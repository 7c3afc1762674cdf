//! Human-in-the-loop review checkpoints (§4.8). Each checkpoint pauses a
//! node at a well-defined point; the orchestrator blocks on
//! [`HitlService::request_review`] until a human responds or the configured
//! timeout elapses, at which point `auto_approve_after_timeout` decides
//! whether the node proceeds or the review is treated as a rejection.

use std::sync::Arc;
use std::time::Duration;

use serde::{Deserialize, Serialize};
use serde_json::Value;
use tokio::sync::{oneshot, Mutex};
use tokio::time::timeout;

use taskgraph_core::TaskId;

use crate::config::OrchestratorConfig;
use crate::error::{OrchestratorError, Result};

/// The points in a node's lifecycle at which a human may be asked to weigh
/// in (§4.8).
#[derive(Debug, Clone, Copy, PartialEq, Eq, Serialize, Deserialize)]
#[serde(rename_all = "SCREAMING_SNAKE_CASE")]
pub enum Checkpoint {
    PlanGeneration,
    PlanModification,
    Atomization,
    BeforeExecution,
    AggregationReview,
    RootGoalReview,
}

#[derive(Debug, Clone, Serialize, Deserialize)]
pub struct ReviewRequest {
    pub task_id: TaskId,
    pub checkpoint: Checkpoint,
    pub payload: Value,
}

#[derive(Debug, Clone, Serialize, Deserialize)]
pub enum ReviewResult {
    Approved { feedback: Option<String> },
    Rejected { reason: String },
    /// `request_modification` in the external interface (§6): the reviewer
    /// wants the plan changed, not thrown away. Only honored at the
    /// `PlanGeneration` checkpoint, which routes it through the
    /// `PlanModifier` adapter without touching `replan_attempts` (§8
    /// scenario 6: user-initiated modification is not a replan).
    RequestModification { instructions: String },
    /// `aborted`: the human ended the review, distinct from a rejection —
    /// the node is cancelled rather than failed.
    Aborted,
}

struct Pending {
    request: ReviewRequest,
    responder: oneshot::Sender<ReviewResult>,
}

/// Coordinates outstanding reviews. A caller (a human operator, or a test
/// harness) drains `pending()` and answers with [`HitlService::respond`];
/// `request_review` is the handler-facing half of the rendezvous.
pub struct HitlService {
    config: Arc<OrchestratorConfig>,
    outstanding: Mutex<Vec<Pending>>,
}

impl HitlService {
    pub fn new(config: Arc<OrchestratorConfig>) -> Self {
        HitlService { config, outstanding: Mutex::new(Vec::new()) }
    }

    /// Called by a handler that has reached a checkpoint. Blocks until a
    /// human responds via [`Self::respond`] or the HITL timeout elapses.
    pub async fn request_review(&self, task_id: TaskId, checkpoint: Checkpoint, payload: Value) -> Result<ReviewResult> {
        let (tx, rx) = oneshot::channel();
        let request = ReviewRequest { task_id: task_id.clone(), checkpoint, payload };
        {
            let mut outstanding = self.outstanding.lock().await;
            outstanding.push(Pending { request, responder: tx });
        }

        let wait = timeout(Duration::from_secs(self.config.hitl_timeout_seconds), rx).await;
        match wait {
            Ok(Ok(result)) => Ok(result),
            Ok(Err(_)) => Err(OrchestratorError::General(format!("review channel dropped for {task_id}"))),
            Err(_) => {
                self.outstanding.lock().await.retain(|p| p.request.task_id != task_id);
                if self.config.auto_approve_after_timeout {
                    tracing::warn!(%task_id, ?checkpoint, "HITL timeout, auto-approving");
                    Ok(ReviewResult::Approved { feedback: Some("auto-approved after timeout".into()) })
                } else {
                    Err(OrchestratorError::HitlTimeout(task_id.to_string()))
                }
            }
        }
    }

    /// Snapshot of currently outstanding review requests, for a UI or test
    /// harness to present to a human.
    pub async fn pending(&self) -> Vec<ReviewRequest> {
        self.outstanding.lock().await.iter().map(|p| p.request.clone()).collect()
    }

    /// Answer the oldest outstanding review for `task_id`. Returns `false` if
    /// no review for that task is outstanding (already timed out, or never
    /// requested).
    pub async fn respond(&self, task_id: &TaskId, result: ReviewResult) -> bool {
        let mut outstanding = self.outstanding.lock().await;
        if let Some(pos) = outstanding.iter().position(|p| &p.request.task_id == task_id) {
            let pending = outstanding.remove(pos);
            let _ = pending.responder.send(result);
            true
        } else {
            false
        }
    }
}

#[cfg(test)]
mod tests {
    use super::*;

    #[tokio::test]
    async fn respond_resolves_request_review() {
        let config = Arc::new(OrchestratorConfig::default());
        let service = Arc::new(HitlService::new(config));
        let task_id = TaskId::new("root.0");

        let svc = service.clone();
        let tid = task_id.clone();
        let handle = tokio::spawn(async move {
            svc.request_review(tid, Checkpoint::PlanGeneration, serde_json::json!({})).await
        });

        tokio::task::yield_now().await;
        assert!(service.respond(&task_id, ReviewResult::Approved { feedback: None }).await);

        let result = handle.await.unwrap().unwrap();
        matches!(result, ReviewResult::Approved { .. });
    }

    #[tokio::test]
    async fn timeout_without_auto_approve_is_an_error() {
        let mut cfg = OrchestratorConfig::default();
        cfg.hitl_timeout_seconds = 0;
        cfg.auto_approve_after_timeout = false;
        let service = HitlService::new(Arc::new(cfg));

        let result = service
            .request_review(TaskId::new("root.1"), Checkpoint::BeforeExecution, serde_json::json!({}))
            .await;
        assert!(result.is_err());
    }

    #[tokio::test]
    async fn timeout_with_auto_approve_resolves_ok() {
        let mut cfg = OrchestratorConfig::default();
        cfg.hitl_timeout_seconds = 0;
        cfg.auto_approve_after_timeout = true;
        let service = HitlService::new(Arc::new(cfg));

        let result = service
            .request_review(TaskId::new("root.1"), Checkpoint::BeforeExecution, serde_json::json!({}))
            .await
            .unwrap();
        matches!(result, ReviewResult::Approved { .. });
    }
}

WORK REQUEST: Go through the listing above and find each line containing the string "unwrap"; copy those lines.

ANSWER FOR THE TASK:
        let result = handle.await.unwrap().unwrap();
            .unwrap();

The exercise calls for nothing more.